Pian piano le cose si sono ingarbugliate fino a piegarsi al mito della efficienza e del fatturato. Si è giocato di sigle: da ospedali si è passati alle Usl fino alle Asl. 

Oggi abbiamo le Aziende sanitarie a dare conforto ai nostri acciacchi. Azienda è uno strano modo di intendere la cura di una malattia. Rammenta piuttosto un profitto, un imprescindibile risultato con segno positivo, almeno di cassa se non di guarigione. Il medico di base fatica a rispondere l’esercito dei suoi assistiti. Il suo studio è piuttosto una produzione di ricette, spesso rimandandosi ad uno specialista. Tutto va bene, ma la parola latita. Non per cattiva volontà ma perché il tempo è un valore che ci ha preso la mano.

Negli Ospedali i Direttori Generali assegnano ai propri medici un tempo di visita che non deve eccederne una certa stringata quantità. Qualcosa di simile al richiamo del Papa ai sacerdoti quando ha indicato che una omelia non deve superare orientativamente gli otto minuti.

La tecnologia terrà sempre più banco, tutto supporta lasciando al medico appena la sentenza finale. Chi sta nei ranghi, nel rispetto delle previste sequenze di visite, riceve persino un premio. Si sbandiera il progresso della telemedicina e così la parola si ammalerà e per lei non ci sarà salvezza. Nessuno che possa e voglia curarla. 

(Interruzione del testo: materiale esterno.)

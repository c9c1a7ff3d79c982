// src/pipeline/mod.rs

//! Pipeline templates, live executions and the dispatcher that advances
//! them.

pub mod dispatch_step;
pub mod dispatcher;
pub mod execution;
pub mod template;
pub mod variables;

pub use dispatch_step::DispatchStep;
pub use dispatcher::{Dispatcher, TriggerRequest};
pub use execution::{Job, PipelineExecution, Stage, Upstream, derive_stage_status};
pub use template::{JobTemplate, PipelineTemplate, RefFilter, StageTemplate, TemplateStore};
pub use variables::{PipelineContext, VariableSet};
// src/session.rs

//! An explicit registry of running engines, keyed by component id.
//!
//! Each component is an independent simulation (its own config, runners and
//! history). Nothing is global: whoever owns the `Session` owns the engines.

use std::collections::BTreeMap;

use tokio::task::JoinHandle;
use tracing::{info, warn};

use crate::engine::{EngineHandle, PipelineEngine};
use crate::errors::{EngineError, EntityKind, Result};

#[derive(Debug)]
struct Component {
    handle: EngineHandle,
    join: JoinHandle<PipelineEngine>,
}

#[derive(Debug, Default)]
pub struct Session {
    components: BTreeMap<String, Component>,
}

impl Session {
    pub fn new() -> Self {
        Self::default()
    }

    /// Spawn an actor for `engine` under `id`. Must run inside a Tokio
    /// runtime.
    pub fn spawn(&mut self, id: impl Into<String>, engine: PipelineEngine) -> Result<EngineHandle> {
        let id = id.into();
        if self.components.contains_key(&id) {
            return Err(EngineError::conflict(format!("component {id} already exists")));
        }
        let (handle, join) = EngineHandle::spawn(engine);
        info!(component = %id, "component started");
        self.components.insert(
            id,
            Component {
                handle: handle.clone(),
                join,
            },
        );
        Ok(handle)
    }

    pub fn handle(&self, id: &str) -> Result<EngineHandle> {
        self.components
            .get(id)
            .map(|c| c.handle.clone())
            .ok_or_else(|| EngineError::not_found(EntityKind::Component, id))
    }

    pub fn ids(&self) -> impl Iterator<Item = &str> {
        self.components.keys().map(String::as_str)
    }

    pub fn len(&self) -> usize {
        self.components.len()
    }

    pub fn is_empty(&self) -> bool {
        self.components.is_empty()
    }

    /// Stop one component and return its final engine state.
    pub async fn remove(&mut self, id: &str) -> Result<PipelineEngine> {
        let component = self
            .components
            .remove(id)
            .ok_or_else(|| EngineError::not_found(EntityKind::Component, id))?;
        let _ = component.handle.shutdown().await;
        let engine = component
            .join
            .await
            .map_err(|err| EngineError::Other(err.into()))?;
        info!(component = %id, "component stopped");
        Ok(engine)
    }

    /// Stop every component, returning their final states by id.
    pub async fn shutdown(mut self) -> BTreeMap<String, PipelineEngine> {
        let mut engines = BTreeMap::new();
        let ids: Vec<String> = self.components.keys().cloned().collect();
        for id in ids {
            match self.remove(&id).await {
                Ok(engine) => {
                    engines.insert(id, engine);
                }
                Err(err) => warn!(component = %id, error = %err, "component did not stop cleanly"),
            }
        }
        engines
    }
}

#[cfg(test)]
mod tests {
    use super::*;
    use crate::config::model::ConfigFile;

    #[tokio::test]
    async fn unknown_component_is_not_found() {
        let mut session = Session::new();
        session
            .spawn("alpha", PipelineEngine::new(ConfigFile::empty()))
            .unwrap();

        assert!(session.handle("alpha").is_ok());
        assert!(matches!(
            session.handle("beta"),
            Err(EngineError::NotFound {
                kind: EntityKind::Component,
                ..
            })
        ));
        assert!(matches!(
            session.spawn("alpha", PipelineEngine::new(ConfigFile::empty())),
            Err(EngineError::Conflict(_))
        ));

        let engines = session.shutdown().await;
        assert_eq!(engines.len(), 1);
    }
}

Nessuno dei camici bianchi che in futuro siano autorizzati ad ascoltare, magari segnando sul diario di bordo la tua storia di malanni ma anche di inquietudini e di apprensioni. Nessuno che possa rispondere con la sapienza posseduta solo da chi ha potuto conoscerti.

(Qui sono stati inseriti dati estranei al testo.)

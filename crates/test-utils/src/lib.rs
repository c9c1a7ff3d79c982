pub mod builders;

use std::sync::Once;

use chrono::{DateTime, TimeDelta, TimeZone, Utc};
use tracing_subscriber::{EnvFilter, fmt};

static INIT: Once = Once::new();

/// Initialise tracing for tests.
///
/// - Uses `with_test_writer()`, so logs are captured per-test.
/// - The Rust test harness only prints captured output for **failing** tests
///   (unless you run with `-- --nocapture`).
///
/// Enable levels with e.g.:
/// `RUST_LOG=pipesim=debug cargo test`
pub fn init_tracing() {
    INIT.call_once(|| {
        let filter =
            EnvFilter::try_from_default_env().unwrap_or_else(|_| EnvFilter::new("info"));

        fmt()
            .with_env_filter(filter)
            .with_test_writer() // print only for failing tests unless --nocapture
            .with_target(true)
            .init();
    });
}

/// Run a future with a 5-second timeout.
#[allow(dead_code)]
pub async fn with_timeout<F, T>(f: F) -> T
where
    F: std::future::Future<Output = T>,
{
    tokio::time::timeout(std::time::Duration::from_secs(5), f)
        .await
        .expect("Test timed out after 5 seconds")
}

/// Fixed simulation epoch: 2024-01-01T00:00:00Z.
pub fn t0() -> DateTime<Utc> {
    Utc.with_ymd_and_hms(2024, 1, 1, 0, 0, 0)
        .single()
        .expect("valid epoch")
}

/// `t0()` plus `secs` seconds.
pub fn at(secs: i64) -> DateTime<Utc> {
    t0() + TimeDelta::seconds(secs)
}
use std::error::Error;

use pipesim::engine::PipelineEngine;
use pipesim::types::{FailureReason, JobStatus, PipelineId, PipelineSource, PipelineStatus};
use pipesim_test_utils::builders::{ConfigFileBuilder, JobBuilder, PipelineBuilder, RunnerBuilder};
use pipesim_test_utils::{at, init_tracing};

type TestResult = Result<(), Box<dyn Error>>;

fn trigger_job_status(engine: &PipelineEngine, parent: PipelineId) -> Result<(JobStatus, Option<PipelineId>), Box<dyn Error>> {
    let job = engine
        .pipeline(parent)?
        .jobs()
        .find(|j| j.is_trigger())
        .ok_or("no trigger job")?;
    Ok((job.status, job.child_pipeline_id))
}

fn parent_with_trigger(child: &str) -> PipelineBuilder {
    PipelineBuilder::new("main")
        .job("build", JobBuilder::new("compile").build())
        .job("downstream", JobBuilder::new("trigger-child").trigger(child).build())
}

#[test]
fn trigger_job_mirrors_successful_child() -> TestResult {
    init_tracing();
    let cfg = ConfigFileBuilder::new()
        .with_runner(RunnerBuilder::new("r1").build())
        .with_pipeline(parent_with_trigger("deploy").build())
        .with_pipeline(
            PipelineBuilder::new("deploy")
                .job("rollout", JobBuilder::new("apply").build())
                .build(),
        )
        .build();
    let mut engine = PipelineEngine::new(cfg);

    let parent = engine.start("main", at(0), PipelineSource::Push)?;
    let step = engine.tick(at(60));

    assert_eq!(step.child_pipelines.len(), 1);
    let child = step.child_pipelines[0];
    assert_eq!(trigger_job_status(&engine, parent)?, (JobStatus::Running, Some(child)));

    let child_exec = engine.pipeline(child)?;
    assert_eq!(child_exec.source, PipelineSource::ParentPipeline);
    assert_eq!(child_exec.parent_pipeline_id, Some(parent));
    assert_eq!(child_exec.git_ref, "main");
    assert_eq!(child_exec.status, PipelineStatus::Running);
    assert_eq!(engine.pipeline(parent)?.child_pipeline_ids, vec![child]);

    // Trigger jobs never hold a runner slot.
    assert_eq!(engine.list_runners()[0].current_jobs, 1);

    let step = engine.tick(at(120));
    assert!(step.finished_pipelines.contains(&parent));
    assert!(step.finished_pipelines.contains(&child));
    assert_eq!(engine.pipeline(child)?.status, PipelineStatus::Success);
    assert_eq!(engine.pipeline(parent)?.status, PipelineStatus::Success);
    assert_eq!(trigger_job_status(&engine, parent)?.0, JobStatus::Success);

    let log: Vec<String> = engine
        .job_logs(
            engine
                .pipeline(parent)?
                .jobs()
                .find(|j| j.is_trigger())
                .ok_or("no trigger job")?
                .id,
        )?
        .lines()
        .collect();
    assert!(log.contains(&format!("Triggered downstream pipeline #{child}")));
    Ok(())
}

#[test]
fn failed_child_fails_the_trigger_job() -> TestResult {
    let cfg = ConfigFileBuilder::new()
        .with_runner(RunnerBuilder::new("r1").build())
        .with_pipeline(parent_with_trigger("deploy").build())
        .with_pipeline(
            PipelineBuilder::new("deploy")
                .job("rollout", JobBuilder::new("apply").failing().build())
                .build(),
        )
        .build();
    let mut engine = PipelineEngine::new(cfg);

    let parent = engine.start("main", at(0), PipelineSource::Push)?;
    engine.tick(at(60));
    engine.tick(at(120));

    let trigger = engine
        .pipeline(parent)?
        .jobs()
        .find(|j| j.is_trigger())
        .ok_or("no trigger job")?;
    assert_eq!(trigger.status, JobStatus::Failed);
    assert_eq!(trigger.failure_reason, Some(FailureReason::DownstreamFailed));
    assert_eq!(engine.pipeline(parent)?.status, PipelineStatus::Failed);
    Ok(())
}

#[test]
fn child_without_jobs_for_the_ref_fails_the_trigger() -> TestResult {
    let cfg = ConfigFileBuilder::new()
        .with_runner(RunnerBuilder::new("r1").build())
        .with_pipeline(parent_with_trigger("release").build())
        .with_pipeline(
            PipelineBuilder::new("release")
                .job("publish", JobBuilder::new("upload").only("v*").build())
                .build(),
        )
        .build();
    let mut engine = PipelineEngine::new(cfg);

    let parent = engine.start("main", at(0), PipelineSource::Push)?;
    let step = engine.tick(at(60));

    assert!(step.child_pipelines.is_empty());
    let trigger = engine
        .pipeline(parent)?
        .jobs()
        .find(|j| j.is_trigger())
        .ok_or("no trigger job")?;
    assert_eq!(trigger.status, JobStatus::Failed);
    assert_eq!(trigger.failure_reason, Some(FailureReason::TriggerFailed));
    assert_eq!(engine.pipeline(parent)?.status, PipelineStatus::Failed);
    assert_eq!(engine.list_pipelines().count(), 1);
    Ok(())
}

#[test]
fn canceling_parent_cancels_running_child() -> TestResult {
    let cfg = ConfigFileBuilder::new()
        .with_runner(RunnerBuilder::new("r1").build())
        .with_pipeline(parent_with_trigger("deploy").build())
        .with_pipeline(
            PipelineBuilder::new("deploy")
                .job("rollout", JobBuilder::new("apply").duration("10m").build())
                .build(),
        )
        .build();
    let mut engine = PipelineEngine::new(cfg);

    let parent = engine.start("main", at(0), PipelineSource::Push)?;
    let step = engine.tick(at(60));
    let child = step.child_pipelines[0];
    assert_eq!(engine.list_runners()[0].current_jobs, 1);

    engine.cancel(parent)?;
    assert_eq!(engine.pipeline(parent)?.status, PipelineStatus::Canceled);
    assert_eq!(engine.pipeline(child)?.status, PipelineStatus::Canceled);
    assert!(engine.pipeline(child)?.jobs().all(|j| j.status == JobStatus::Canceled));
    assert_eq!(engine.list_runners()[0].current_jobs, 0);
    Ok(())
}

#[test]
fn canceling_child_cancels_the_trigger_job() -> TestResult {
    let cfg = ConfigFileBuilder::new()
        .with_runner(RunnerBuilder::new("r1").build())
        .with_pipeline(parent_with_trigger("deploy").build())
        .with_pipeline(
            PipelineBuilder::new("deploy")
                .job("rollout", JobBuilder::new("apply").duration("10m").build())
                .build(),
        )
        .build();
    let mut engine = PipelineEngine::new(cfg);

    let parent = engine.start("main", at(0), PipelineSource::Push)?;
    let child = engine.tick(at(60)).child_pipelines[0];

    engine.cancel(child)?;
    engine.tick(at(61));

    assert_eq!(trigger_job_status(&engine, parent)?.0, JobStatus::Canceled);
    assert_eq!(engine.pipeline(parent)?.status, PipelineStatus::Canceled);
    Ok(())
}

#[test]
fn canceled_child_skips_later_on_success_stages() -> TestResult {
    init_tracing();
    let cfg = ConfigFileBuilder::new()
        .with_runner(RunnerBuilder::new("r1").build())
        .with_pipeline(
            PipelineBuilder::new("main")
                .job("downstream", JobBuilder::new("kick").trigger("deploy").build())
                .job("after", JobBuilder::new("notify").duration("1m").build())
                .job("after", JobBuilder::new("cleanup").when("always").build())
                .job("after", JobBuilder::new("rollback").when("on_failure").build())
                .build(),
        )
        .with_pipeline(
            PipelineBuilder::new("deploy")
                .job("rollout", JobBuilder::new("apply").duration("10m").build())
                .build(),
        )
        .build();
    let mut engine = PipelineEngine::new(cfg);

    let parent = engine.start("main", at(0), PipelineSource::Push)?;
    let child = engine.pipeline(parent)?.child_pipeline_ids[0];
    engine.cancel(child)?;

    let step = engine.tick(at(1));
    let status_of = |engine: &PipelineEngine, name: &str| -> Result<JobStatus, Box<dyn Error>> {
        Ok(engine
            .pipeline(parent)?
            .jobs()
            .find(|j| j.name == name)
            .ok_or("job missing")?
            .status)
    };
    assert_eq!(trigger_job_status(&engine, parent)?.0, JobStatus::Canceled);
    assert_eq!(status_of(&engine, "notify")?, JobStatus::Skipped);
    assert_eq!(status_of(&engine, "rollback")?, JobStatus::Skipped);
    assert_eq!(status_of(&engine, "cleanup")?, JobStatus::Running);
    assert_eq!(step.started.len(), 1);
    assert_eq!(engine.list_runners()[0].current_jobs, 1);

    engine.tick(at(61));
    assert_eq!(status_of(&engine, "cleanup")?, JobStatus::Success);
    assert_eq!(status_of(&engine, "notify")?, JobStatus::Skipped);
    assert_eq!(engine.pipeline(parent)?.status, PipelineStatus::Canceled);
    assert_eq!(engine.list_runners()[0].current_jobs, 0);
    Ok(())
}

#[test]
fn retrying_a_child_links_it_to_the_parent() -> TestResult {
    let cfg = ConfigFileBuilder::new()
        .with_runner(RunnerBuilder::new("r1").build())
        .with_pipeline(parent_with_trigger("deploy").build())
        .with_pipeline(
            PipelineBuilder::new("deploy")
                .job("rollout", JobBuilder::new("apply").failing().build())
                .build(),
        )
        .build();
    let mut engine = PipelineEngine::new(cfg);

    let parent = engine.start("main", at(0), PipelineSource::Push)?;
    let child = engine.tick(at(60)).child_pipelines[0];
    engine.tick(at(120));
    assert_eq!(engine.pipeline(child)?.status, PipelineStatus::Failed);

    let retried = engine.retry(child, at(120))?;
    let exec = engine.pipeline(retried)?;
    assert_eq!(exec.parent_pipeline_id, Some(parent));
    assert_eq!(exec.source, PipelineSource::ParentPipeline);
    assert_eq!(exec.attempt, 2);
    assert_eq!(engine.pipeline(parent)?.child_pipeline_ids, vec![child, retried]);
    Ok(())
}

Al Parlamento sono molti più avanti. Hanno dato un segno di anticipo al paese. Del resto, sono i rappresentanti del popolo quelli che dovrebbero indicare la rotta e loro non si sono fatti pregare. I gesti e non le parole sono oggi la testimonianza di come si sta al mondo.

Parlare è un esercizio fuori moda e soprattutto improduttivo. È più semplice cambiare i connotati al politico della parte opposta che consumare un vocabolario per argomentargli le proprie ragioni. Se l’alfabeto verrà messo in pensione, la cassa sarà più piena e la democrazia conoscerà una nuova inaudita stupefacente stagione di gloria e smobilitazione.